Retail Canada 3rd quarter 2012 compared to 2011

  • Sales of retail mobile phone products and services in the Retail Canada Division increased 6% to $106.9 million, compared to $100.5 million
  • Operating income before change in fair value of redeemable financial instruments, finance income and expenses, and taxes remained the same at $13.5 million. The division's operating income was 13% of sales in both 2012 and 2011
  • Sales increased in the 3rd quarter and same-store activations decreased from the prior year. The launch of the Samsung Galaxy S III and the Apple iPhone 5 helped increase sales. The division was able to increase operating income for the 3rd quarter of 2012 through increased margins and reduced operating expenses. In the 3rd quarter of 2012, the division renewed its contract with Costco Canada to be its exclusive wireless retailer.
  • The division also announced a long-term agreement with Target Canada to be its exclusive wireless retailer for the Target Mobile brand. The division is working with Target on the planning and implementation of the program for a successful launch in 2013, and thus the division will incur development and training costs until the launch of Target Mobile. Also new to the 3rd quarter, the division is operating one mall-based store for a global brand under a management agreement.

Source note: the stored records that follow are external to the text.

// Copyright 2023-Present Datadog, Inc. https://www.datadoghq.com/
// SPDX-License-Identifier: Apache-2.0

use std::env;
use std::time::Duration;

use crate::error::ServiceError;
use crate::store::firestore::{DEFAULT_DATABASE, DEFAULT_ENDPOINT};
use crate::store::DEFAULT_COLLECTION;
use crate::token::{TokenSource, DEFAULT_METADATA_HOST};

const DEFAULT_PORT: u16 = 8080;
/// Token the Firestore emulator accepts as an admin credential.
const EMULATOR_TOKEN: &str = "owner";
const PROJECT_ID_VARS: [&str; 3] = ["GOOGLE_CLOUD_PROJECT", "GCP_PROJECT", "GCLOUD_PROJECT"];

/// Configuration for the ingestion function
#[derive(Debug, Clone)]
pub struct IngestConfig {
    /// Google Cloud project owning the Firestore database
    pub project_id: String,
    /// Firestore database id
    pub database_id: String,
    /// Collection processed logs are appended to
    pub collection: String,
    /// Firestore REST base URL, including the API version
    pub firestore_endpoint: String,
    /// Where store requests get their bearer token
    pub token_source: TokenSource,
    /// Port the HTTP trigger listens on
    pub port: u16,
    /// Log level (e.g., trace, debug, info, warn, error)
    pub log_level: String,
    /// Maximum accepted trigger request body, in bytes
    pub max_request_content_length: usize,
    /// Timeout for each store request. None leaves the platform timeout as the only bound.
    pub request_timeout: Option<Duration>,
    /// HTTPS proxy URL
    pub https_proxy: Option<String>,
}

impl Default for IngestConfig {
    fn default() -> Self {
        Self {
            project_id: String::new(),
            database_id: DEFAULT_DATABASE.to_string(),
            collection: DEFAULT_COLLECTION.to_string(),
            firestore_endpoint: DEFAULT_ENDPOINT.to_string(),
            token_source: TokenSource::metadata_server(DEFAULT_METADATA_HOST),
            port: DEFAULT_PORT,
            log_level: "info".to_string(),
            max_request_content_length: 10 * 1024 * 1024, // 10MB in Bytes
            request_timeout: None,
            https_proxy: None,
        }
    }
}

impl IngestConfig {
    /// Create configuration from environment variables
    pub fn from_env() -> Result<Self, ServiceError> {
        let defaults = Self::default();

        let project_id = PROJECT_ID_VARS
            .iter()
            .find_map(|var| env::var(var).ok().filter(|val| !val.trim().is_empty()))
            .unwrap_or_default();
        let database_id = env::var("FIRESTORE_DATABASE").unwrap_or(defaults.database_id);
        let collection = env::var("LOG_INGEST_COLLECTION").unwrap_or(defaults.collection);

        // the emulator speaks plain HTTP and needs no real credentials
        let (firestore_endpoint, token_source) = match env::var("FIRESTORE_EMULATOR_HOST") {
            Ok(host) => (
                format!("http://{host}/v1"),
                TokenSource::Static(EMULATOR_TOKEN.to_string()),
            ),
            Err(_) => {
                let metadata_host = env::var("GCE_METADATA_HOST")
                    .unwrap_or_else(|_| DEFAULT_METADATA_HOST.to_string());
                (
                    defaults.firestore_endpoint,
                    TokenSource::metadata_server(&metadata_host),
                )
            }
        };

        let port = env::var("PORT")
            .ok()
            .and_then(|port| port.parse::<u16>().ok())
            .unwrap_or(DEFAULT_PORT);
        let log_level = env::var("LOG_LEVEL")
            .map(|val| val.to_lowercase())
            .unwrap_or_else(|_| "info".to_string());
        let request_timeout = env::var("FIRESTORE_REQUEST_TIMEOUT_SECS")
            .ok()
            .and_then(|secs| secs.parse::<u64>().ok())
            .map(Duration::from_secs);
        let https_proxy = env::var("HTTPS_PROXY").ok();

        let config = Self {
            project_id,
            database_id,
            collection,
            firestore_endpoint,
            token_source,
            port,
            log_level,
            max_request_content_length: defaults.max_request_content_length,
            request_timeout,
            https_proxy,
        };

        config.validate()?;
        Ok(config)
    }

    /// Validate the configuration
    pub fn validate(&self) -> Result<(), ServiceError> {
        if self.project_id.trim().is_empty() {
            return Err(ServiceError::InvalidConfig(
                "project id is not set, expected one of GOOGLE_CLOUD_PROJECT, GCP_PROJECT or GCLOUD_PROJECT".to_string(),
            ));
        }

        if self.database_id.trim().is_empty() {
            return Err(ServiceError::InvalidConfig(
                "FIRESTORE_DATABASE cannot be empty".to_string(),
            ));
        }

        // collection ids cannot contain a path separator
        if self.collection.trim().is_empty() || self.collection.contains('/') {
            return Err(ServiceError::InvalidConfig(format!(
                "Invalid collection '{}'",
                self.collection
            )));
        }

        if self.port == 0 {
            return Err(ServiceError::InvalidConfig(
                "PORT must be greater than 0".to_string(),
            ));
        }

        let valid_log_levels = ["trace", "debug", "info", "warn", "error"];
        if !valid_log_levels.contains(&self.log_level.as_str()) {
            return Err(ServiceError::InvalidConfig(format!(
                "Invalid log level '{}'. Must be one of: trace, debug, info, warn, error",
                self.log_level
            )));
        }

        Ok(())
    }
}

#[cfg(test)]
mod tests {
    use super::*;
    use serial_test::serial;

    const ALL_VARS: [&str; 11] = [
        "GOOGLE_CLOUD_PROJECT",
        "GCP_PROJECT",
        "GCLOUD_PROJECT",
        "FIRESTORE_DATABASE",
        "LOG_INGEST_COLLECTION",
        "FIRESTORE_EMULATOR_HOST",
        "GCE_METADATA_HOST",
        "PORT",
        "LOG_LEVEL",
        "FIRESTORE_REQUEST_TIMEOUT_SECS",
        "HTTPS_PROXY",
    ];

    fn clear_env() {
        for var in ALL_VARS {
            env::remove_var(var);
        }
    }

    fn valid_config() -> IngestConfig {
        IngestConfig {
            project_id: "demo".to_string(),
            ..Default::default()
        }
    }

    #[test]
    fn test_default_config_needs_project() {
        assert!(IngestConfig::default().validate().is_err());
        assert!(valid_config().validate().is_ok());
    }

    #[test]
    fn test_validate_invalid_port() {
        let config = IngestConfig {
            port: 0,
            ..valid_config()
        };
        assert!(config.validate().is_err());
    }

    #[test]
    fn test_validate_invalid_collection() {
        for collection in ["", "  ", "processed-logs/extra"] {
            let config = IngestConfig {
                collection: collection.to_string(),
                ..valid_config()
            };
            assert!(config.validate().is_err(), "{collection:?} should be invalid");
        }
    }

    #[test]
    fn test_validate_empty_database() {
        let config = IngestConfig {
            database_id: " ".to_string(),
            ..valid_config()
        };
        assert!(config.validate().is_err());
    }

    #[test]
    fn test_valid_log_levels() {
        for level in ["trace", "debug", "info", "warn", "error"] {
            let config = IngestConfig {
                log_level: level.to_string(),
                ..valid_config()
            };
            assert!(
                config.validate().is_ok(),
                "Log level '{}' should be valid",
                level
            );
        }

        let config = IngestConfig {
            log_level: "verbose".to_string(),
            ..valid_config()
        };
        assert!(config.validate().is_err());
    }

    #[test]
    #[serial]
    fn test_from_env_defaults() {
        clear_env();
        env::set_var("GOOGLE_CLOUD_PROJECT", "demo");

        let config = IngestConfig::from_env().unwrap();
        assert_eq!(config.project_id, "demo");
        assert_eq!(config.database_id, "(default)");
        assert_eq!(config.collection, "processed-logs");
        assert_eq!(config.firestore_endpoint, DEFAULT_ENDPOINT);
        assert_eq!(
            config.token_source,
            TokenSource::metadata_server(DEFAULT_METADATA_HOST)
        );
        assert_eq!(config.port, 8080);
        assert_eq!(config.log_level, "info");
        assert_eq!(config.request_timeout, None);
        assert_eq!(config.https_proxy, None);
        clear_env();
    }

    #[test]
    #[serial]
    fn test_from_env_missing_project() {
        clear_env();
        let result = IngestConfig::from_env();
        assert!(matches!(result, Err(ServiceError::InvalidConfig(_))));
    }

    #[test]
    #[serial]
    fn test_from_env_project_fallbacks() {
        clear_env();
        env::set_var("GOOGLE_CLOUD_PROJECT", "");
        env::set_var("GCP_PROJECT", "legacy-project");
        let config = IngestConfig::from_env().unwrap();
        assert_eq!(config.project_id, "legacy-project");
        clear_env();
    }

    #[test]
    #[serial]
    fn test_from_env_emulator() {
        clear_env();
        env::set_var("GCLOUD_PROJECT", "demo");
        env::set_var("FIRESTORE_EMULATOR_HOST", "localhost:8081");

        let config = IngestConfig::from_env().unwrap();
        assert_eq!(config.firestore_endpoint, "http://localhost:8081/v1");
        assert_eq!(config.token_source, TokenSource::Static("owner".to_string()));
        clear_env();
    }

    #[test]
    #[serial]
    fn test_from_env_overrides() {
        clear_env();
        env::set_var("GOOGLE_CLOUD_PROJECT", "demo");
        env::set_var("FIRESTORE_DATABASE", "logs-db");
        env::set_var("LOG_INGEST_COLLECTION", "flagged-logs");
        env::set_var("GCE_METADATA_HOST", "169.254.169.254");
        env::set_var("PORT", "9090");
        env::set_var("LOG_LEVEL", "DEBUG");
        env::set_var("FIRESTORE_REQUEST_TIMEOUT_SECS", "5");
        env::set_var("HTTPS_PROXY", "http://proxy:3128");

        let config = IngestConfig::from_env().unwrap();
        assert_eq!(config.database_id, "logs-db");
        assert_eq!(config.collection, "flagged-logs");
        assert_eq!(
            config.token_source,
            TokenSource::metadata_server("169.254.169.254")
        );
        assert_eq!(config.port, 9090);
        assert_eq!(config.log_level, "debug");
        assert_eq!(config.request_timeout, Some(Duration::from_secs(5)));
        assert_eq!(config.https_proxy.as_deref(), Some("http://proxy:3128"));
        clear_env();
    }

    #[test]
    #[serial]
    fn test_from_env_invalid_log_level() {
        clear_env();
        env::set_var("GOOGLE_CLOUD_PROJECT", "demo");
        env::set_var("LOG_LEVEL", "loud");
        assert!(IngestConfig::from_env().is_err());
        clear_env();
    }
}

Retail Canada nine months ended 2012 compared to 2011

  • Sales of retail mobile phone products and services in the Retail Canada Division increased 6% to $284.0 million, compared to $267.6 million
  • Operating income before change in fair value of redeemable financial instruments, finance income and expenses, and taxes decreased to $33.1 million, compared to $34.7 million
  • The 1st two quarters of 2012 saw the carriers face competitive pressures and consumers moving to lower-term plans, which reduced margins for the business. The division is very well positioned to embrace these market changes given that we offer the multi-carrier solution to our customers. The division addressed its cost structure by adjusting operating expenses to align with the decrease in sales. We have concentrated on our operational procedures to align them with our carriers' focus on quality activations and churn management. The division continues to train its sales associates on the fundamentals of sales and product knowledge to provide the best customer service possible. The 3rd quarter saw increased sales and profits with the launch of the Samsung S III and Apple iPhone 5.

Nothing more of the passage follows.